<<<<

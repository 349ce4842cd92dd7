//! # Attendance Analyzer
//!
//! A library for turning employee time-clock spreadsheets into per-day attendance facts
//! and per-month productivity summaries.
//!
//! ## Core Concepts
//!
//! - **Daily Attendance**: One employee's in/out times for a calendar day, with worked hours,
//!   expected hours and a leave flag derived from the day of the week
//! - **Monthly Summary**: Actual vs. calendar-expected hours for one employee and month,
//!   always rebuilt from every stored day in that month
//! - **Schedule**: 8.5 hours Monday to Friday, 4 hours on Saturday, nothing on Sunday
//! - **Idempotent Uploads**: Re-uploading a sheet replaces the same facts and summaries
//!   instead of adding to them
//!
//! ## Example
//!
//! ```rust,ignore
//! use attendance_analyzer::*;
//!
//! let bytes = std::fs::read("attendance.xlsx")?;
//! let mut processor = AttendanceProcessor::new(InMemoryStore::new());
//!
//! let report = processor.ingest(&bytes)?;
//! for employee in &report.employees {
//!     println!("{}: {} rows", employee.employee_name, employee.processed_records);
//! }
//!
//! let jane = processor.store().find_employee_by_name("Jane Smith")?.unwrap();
//! let summary = processor.summary_for_month(&jane.id, 1, 2024)?;
//! println!("Productivity: {}%", summary.productivity_percentage);
//! ```

pub mod engine;
pub mod error;
pub mod hours;
pub mod ingestion;
pub mod schema;
pub mod store;
pub mod utils;

pub use engine::{aggregate_month, daily_fact};
pub use error::{AttendanceError, Result, StoreError, StoreResult};
pub use hours::*;
pub use ingestion::{
    normalize_sheet, parse_workbook, read_workbook, CellValue, NormalizedSheet, Sheet, SheetRow,
};
pub use schema::*;
pub use store::{AttendanceStore, InMemoryStore};
pub use utils::*;

use chrono::Datelike;
use log::{debug, info};
use std::collections::{BTreeSet, HashMap};

pub struct AttendanceProcessor<S> {
    store: S,
    config: IngestionConfig,
}

impl<S: AttendanceStore> AttendanceProcessor<S> {
    pub fn new(store: S) -> Self {
        Self::with_config(store, IngestionConfig::default())
    }

    pub fn with_config(store: S, config: IngestionConfig) -> Self {
        Self { store, config }
    }

    pub fn store(&self) -> &S {
        &self.store
    }

    pub fn config(&self) -> &IngestionConfig {
        &self.config
    }

    pub fn into_store(self) -> S {
        self.store
    }

    /// Parses an uploaded workbook and folds every row into the store.
    ///
    /// Spreadsheet problems are reported before anything is written. A store failure
    /// part-way through leaves the rows already written in place.
    pub fn ingest(&mut self, bytes: &[u8]) -> Result<IngestionReport> {
        let normalized = parse_workbook(bytes, &self.config)?;

        info!(
            "Ingesting {} attendance rows ({} rejected)",
            normalized.records.len(),
            normalized.rejected.len()
        );

        let employees = self.ingest_records(&normalized.records)?;

        Ok(IngestionReport {
            success: true,
            employees,
            rejected_rows: normalized.rejected,
        })
    }

    /// Stores already-normalized rows, employee by employee in first-seen order.
    pub fn ingest_records(
        &mut self,
        records: &[AttendanceRecord],
    ) -> Result<Vec<EmployeeIngestResult>> {
        let mut results = Vec::new();

        for (employee_name, rows) in group_by_employee(records) {
            let employee = self.resolve_employee(employee_name)?;

            for record in &rows {
                let fact = daily_fact(&employee.id, record);
                self.store
                    .upsert_daily_attendance(fact)
                    .map_err(AttendanceError::storage("upsert daily attendance"))?;
            }

            let touched: BTreeSet<(i32, u32)> = rows
                .iter()
                .map(|r| (r.date.year(), r.date.month()))
                .collect();

            for (year, month) in touched {
                self.refresh_monthly_summary(&employee.id, month, year)?;
            }

            debug!("Processed {} rows for {}", rows.len(), employee_name);
            results.push(EmployeeIngestResult {
                employee_name: employee_name.to_string(),
                processed_records: rows.len(),
            });
        }

        info!("Ingestion finished for {} employees", results.len());
        Ok(results)
    }

    /// Rebuilds a month's summary from every stored fact in that month and saves it.
    pub fn refresh_monthly_summary(
        &mut self,
        employee_id: &str,
        month: u32,
        year: i32,
    ) -> Result<MonthlySummary> {
        let (start, end) = month_bounds(year, month)?;
        let facts = self
            .store
            .query_daily_attendance(employee_id, start, end)
            .map_err(AttendanceError::storage("query daily attendance"))?;

        let summary = aggregate_month(employee_id, month, year, &facts)?;
        debug!(
            "Summary {}-{:02} for {}: {:.2}h of {:.2}h, {} leaves",
            year, month, employee_id, summary.actual_hours, summary.expected_hours, summary.leaves_used
        );

        self.store
            .upsert_monthly_summary(summary.clone())
            .map_err(AttendanceError::storage("upsert monthly summary"))?;

        Ok(summary)
    }

    /// Stored days for the month, ascending by date.
    pub fn attendance_for_month(
        &self,
        employee_id: &str,
        month: u32,
        year: i32,
    ) -> Result<Vec<DailyAttendance>> {
        let (start, end) = month_bounds(year, month)?;
        let mut facts = self
            .store
            .query_daily_attendance(employee_id, start, end)
            .map_err(AttendanceError::storage("query daily attendance"))?;
        facts.sort_by_key(|f| f.date);
        Ok(facts)
    }

    /// Stored summary for the month, or an all-zero summary when none exists.
    pub fn summary_for_month(
        &self,
        employee_id: &str,
        month: u32,
        year: i32,
    ) -> Result<MonthlySummary> {
        validate_month(month)?;
        let summary = self
            .store
            .get_monthly_summary(employee_id, month, year)
            .map_err(AttendanceError::storage("get monthly summary"))?;
        Ok(summary.unwrap_or_else(|| MonthlySummary::empty(employee_id, month, year)))
    }

    /// Every known employee, in the order the store created them.
    pub fn employees(&self) -> Result<Vec<Employee>> {
        self.store
            .list_employees()
            .map_err(AttendanceError::storage("list employees"))
    }

    fn resolve_employee(&mut self, name: &str) -> Result<Employee> {
        let existing = self
            .store
            .find_employee_by_name(name)
            .map_err(AttendanceError::storage("find employee"))?;

        if let Some(employee) = existing {
            return Ok(employee);
        }

        let external_code = generate_external_code(name, &mut rand::thread_rng());
        info!("Creating employee {} as {}", name, external_code);

        self.store
            .create_employee(NewEmployee {
                name: name.to_string(),
                external_code,
            })
            .map_err(AttendanceError::storage("create employee"))
    }
}

/// Ingests a workbook into `store` with the default configuration.
pub fn ingest_workbook<S: AttendanceStore>(store: S, bytes: &[u8]) -> Result<IngestionReport> {
    AttendanceProcessor::new(store).ingest(bytes)
}

/// Groups rows by employee name, keeping first-seen name order and input order within a name.
fn group_by_employee(records: &[AttendanceRecord]) -> Vec<(&str, Vec<&AttendanceRecord>)> {
    let mut index: HashMap<&str, usize> = HashMap::new();
    let mut groups: Vec<(&str, Vec<&AttendanceRecord>)> = Vec::new();

    for record in records {
        let name = record.employee_name.as_str();
        match index.get(name) {
            Some(&slot) => groups[slot].1.push(record),
            None => {
                index.insert(name, groups.len());
                groups.push((name, vec![record]));
            }
        }
    }

    groups
}
#[cfg(test)]
mod tests {
    use super::*;
    use crate::testutil::StubScheduler;

    fn manager(states: Vec<WorkerState>) -> FleetManager<StubScheduler> {
        let mut cfg = FleetConfig::new("/opt/bin/worker --connect tcp://head:5555");
        cfg.inter_submission_delay = Duration::ZERO;
        FleetManager::new(StubScheduler::new(states), cfg)
    }

    #[tokio::test]
    async fn quiet_launch_submits_sequentially() {
        let mut fleet = manager(vec![WorkerState::Pending]);
        let status = fleet
            .launch(3, LaunchPolicy::Quiet, false)
            .await
            .unwrap();
        assert_eq!(status, vec![WorkerState::Pending; 3]);
        assert_eq!(fleet.scheduler().submitted().len(), 3);
        for rec in fleet.records() {
            assert!(rec.submission_id().is_some());
            assert_eq!(rec.submission_count(), 1);
            assert!(rec.submission_params().job_name.contains(rec.local_id()));
        }
    }

    #[tokio::test(start_paused = true)]
    async fn quiet_confirm_waits_for_running() {
        let mut fleet = manager(vec![WorkerState::Pending, WorkerState::Running]);
        let status = fleet.launch(2, LaunchPolicy::Quiet, true).await.unwrap();
        assert_eq!(status, vec![WorkerState::Running; 2]);
    }

    #[tokio::test(start_paused = true)]
    async fn quiet_confirm_gives_up_eventually() {
        let mut fleet = manager(vec![WorkerState::Pending]);
        let status = fleet.launch(1, LaunchPolicy::Quiet, true).await.unwrap();
        assert_eq!(status, vec![WorkerState::Pending]);
    }

    #[tokio::test]
    async fn busy_retry_tops_up_until_running() {
        // First probe round reports the queue stuck, second reports running.
        let mut fleet = manager(vec![WorkerState::Pending, WorkerState::Running]);
        let status = fleet.launch(3, LaunchPolicy::BusyRetry, false).await.unwrap();
        assert_eq!(status, vec![WorkerState::Running; 3]);
        assert_eq!(fleet.records().len(), 3);
        // Six submissions total; the first batch was abandoned, not cancelled.
        assert_eq!(fleet.scheduler().submitted().len(), 6);
        assert!(fleet.scheduler().cancelled().is_empty());
    }

    #[tokio::test]
    async fn adaptive_launch_parks_once_queue_backs_up() {
        let mut fleet = manager(vec![WorkerState::Pending]);
        let status = fleet.launch(5, LaunchPolicy::Adaptive, false).await.unwrap();

        assert_eq!(
            status,
            vec![
                WorkerState::Pending,
                WorkerState::Pending,
                WorkerState::ToSubmit,
                WorkerState::ToSubmit,
                WorkerState::ToSubmit,
            ]
        );
        assert_eq!(fleet.scheduler().submitted().len(), 2);
        // Parked workers have parameters but no submission.
        for rec in &fleet.records()[2..] {
            assert!(rec.submission_id().is_none());
            assert_eq!(rec.submission_count(), 0);
        }
    }

    #[tokio::test]
    async fn parked_workers_are_promoted_when_queue_drains() {
        let mut fleet = manager(vec![WorkerState::Pending]);
        fleet.launch(4, LaunchPolicy::Adaptive, false).await.unwrap();
        assert_eq!(fleet.scheduler().submitted().len(), 2);

        // Queue drained: everything now reports running.
        fleet.scheduler().set_states(vec![WorkerState::Running]);
        let status = fleet.promote_parked().await.unwrap();
        assert_eq!(fleet.scheduler().submitted().len(), 4);
        assert_eq!(status, vec![WorkerState::Running; 4]);
    }

    #[tokio::test]
    async fn poll_reinterprets_missing_records() {
        let mut fleet = manager(vec![WorkerState::Running]);
        fleet.launch(2, LaunchPolicy::Quiet, false).await.unwrap();
        assert_eq!(fleet.status(), vec![WorkerState::Running; 2]);

        // Workers vanish from the listing: running becomes completing.
        fleet.scheduler().clear_live();
        let status = fleet.poll_soft().await.unwrap();
        assert_eq!(status, vec![WorkerState::Completing; 2]);
    }

    #[tokio::test]
    async fn failed_probe_degrades_to_stale_status() {
        let mut fleet = manager(vec![WorkerState::Running]);
        fleet.launch(2, LaunchPolicy::Quiet, false).await.unwrap();
        assert_eq!(fleet.status(), vec![WorkerState::Running; 2]);

        fleet.scheduler().set_query_error(true);
        assert!(matches!(
            fleet.poll().await,
            Err(FleetError::Scheduler(_))
        ));
        let status = fleet.poll_soft().await.unwrap();
        assert_eq!(status, vec![WorkerState::Running; 2]);
    }

    #[tokio::test]
    async fn probing_an_unsubmitted_record_is_fatal() {
        let mut fleet = manager(vec![WorkerState::Running]);
        fleet.launch(1, LaunchPolicy::Quiet, false).await.unwrap();
        let rogue = fleet.new_record();
        fleet.records.push(rogue);
        assert!(matches!(
            fleet.poll().await,
            Err(FleetError::Inconsistent(_))
        ));
    }

    #[tokio::test]
    async fn empty_fleet_cannot_be_probed() {
        let mut fleet = manager(vec![WorkerState::Running]);
        assert!(matches!(fleet.poll().await, Err(FleetError::Empty)));
    }

    #[tokio::test]
    async fn restart_recycles_workers_past_their_wall_time() {
        let mut fleet = manager(vec![WorkerState::Running]);
        fleet.cfg.resources.wall_time_minutes = 30.0;
        fleet.scheduler().set_elapsed(25.0);
        fleet.launch(2, LaunchPolicy::Quiet, false).await.unwrap();
        let old_ids: Vec<String> = fleet
            .records()
            .iter()
            .map(|r| r.submission_id().unwrap().to_string())
            .collect();

        fleet
            .restart(true, FleetManager::<StubScheduler>::DEFAULT_RESTART_FRACTION)
            .await
            .unwrap();

        assert_eq!(fleet.scheduler().cancelled(), old_ids);
        for rec in fleet.records() {
            assert_eq!(rec.submission_count(), 2);
            assert!(!old_ids.contains(&rec.submission_id().unwrap().to_string()));
        }
    }

    #[tokio::test]
    async fn restart_below_threshold_is_a_no_op() {
        let mut fleet = manager(vec![WorkerState::Running]);
        fleet.cfg.resources.wall_time_minutes = 30.0;
        fleet.scheduler().set_elapsed(5.0);
        fleet.launch(1, LaunchPolicy::Quiet, false).await.unwrap();

        fleet.restart(true, 0.75).await.unwrap();
        assert!(fleet.scheduler().cancelled().is_empty());
        assert_eq!(fleet.records()[0].submission_count(), 1);
    }

    #[tokio::test]
    async fn shutdown_is_idempotent_and_skips_parked_workers() {
        let mut fleet = manager(vec![WorkerState::Pending]);
        fleet.launch(5, LaunchPolicy::Adaptive, false).await.unwrap();

        fleet.shutdown(false).await;
        assert_eq!(fleet.scheduler().cancelled().len(), 2);
        for rec in &fleet.records()[..2] {
            assert!(rec.submission_id().is_none());
            assert_eq!(rec.state(), WorkerState::Unsubmitted);
        }
        for rec in &fleet.records()[2..] {
            assert_eq!(rec.state(), WorkerState::ToSubmit);
        }

        fleet.shutdown(false).await;
        assert_eq!(fleet.scheduler().cancelled().len(), 2);
    }

    #[tokio::test]
    async fn shutdown_removes_files_carrying_the_worker_tag() {
        let dir = tempfile::tempdir().unwrap();
        let mut cfg = FleetConfig::new("worker");
        cfg.inter_submission_delay = Duration::ZERO;
        cfg.script_dir = dir.path().to_path_buf();
        cfg.log_dir = dir.path().to_path_buf();
        let mut fleet = FleetManager::new(
            StubScheduler::new(vec![WorkerState::Running]),
            cfg,
        );
        fleet.launch(1, LaunchPolicy::Quiet, false).await.unwrap();

        let id = fleet.records()[0].local_id().to_string();
        let script = dir.path().join(format!("worker-{id}.sh"));
        let node = dir.path().join(format!("{id}-node.txt"));
        let unrelated = dir.path().join("keep.txt");
        for path in [&script, &node, &unrelated] {
            std::fs::write(path, "x").unwrap();
        }

        fleet.shutdown(true).await;
        assert!(!script.exists());
        assert!(!node.exists());
        assert!(unrelated.exists());
    }

    #[test]
    fn tags_are_unique_and_well_formed() {
        let mut fleet = manager(vec![WorkerState::Running]);
        let mut seen = HashSet::new();
        for _ in 0..200 {
            let rec = fleet.new_record();
            assert_eq!(rec.local_id().len(), TAG_LEN);
            assert!(rec
                .local_id()
                .bytes()
                .all(|b| TAG_CHARS.contains(&b)));
            assert!(seen.insert(rec.local_id().to_string()));
        }
    }
}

>>>>

Your reply must consist of the number of lines in the material above that include "true", and nothing else.

**SOLUTION**:
9